Heterogeneous Uptake of Gaseous N2O5by (NH4)2SO4, NH4HSO4, and H2SO4Aerosols

Abstract

The heterogeneous uptake of gaseous N2O5 by ammonium sulfate [(NH4)2SO4], ammonium bisulfate [NH4HSO4], and sulfuric acid [H2SO4] aerosols as a function of relative humidity has been investigated at room temperature and atmospheric pressure. Ammonium-containing aerosols were generated by a constant-output atomizer and conditioned by passing through a diffusion dryer. Sulfuric acid aerosols were produced by the homogeneous reaction of SO3 and H2O in a borosilicate vessel. Addition of a dry or wet N2 flow controlled the relative humidity (RH) of these aerosol flows.

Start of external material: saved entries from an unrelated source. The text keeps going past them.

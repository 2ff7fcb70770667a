use anchor_lang::prelude::*;

use crate::instructions::CreateVault;

pub fn handler(ctx: Context<CreateVault>) -> Result<()> {
    msg!(
        "Zap vault {} created for mint {}",
        ctx.accounts.vault.key(),
        ctx.accounts.mint.key()
    );

    Ok(())
}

Using a chemical ionization mass spectrometer (CIMS) for N2O5 concentration monitoring and a scanning mobility particle spectrometer (SMPS) for aerosol characterization, reaction probabilities (γ) in the range of 0.001 to 0.1 for the uptake of N2O5 were determined as a function of RH. The results are expressed as follows: γ[(NH4)2SO4] = 2.79 × 10-4 + 1.30 × 10-4 × (RH) − 3.43 × 10-6 × (RH)2 + 7.52 × 10-8 × (RH)3, γ[NH4HSO4] = 2.07 × 10-3 − 1.48 × 10-4 × (RH) + 8.26 × 10-6 × (RH)2, and γ[H2SO4] = 0.052 − 2.79 × 10-4 × (RH). We suggest that the water content and phase in the ammonium-containing aerosols control the reactivity of N2O5 while liquid-phase ionic reactions primarily dominate the uptake in sulfuric acid aerosols.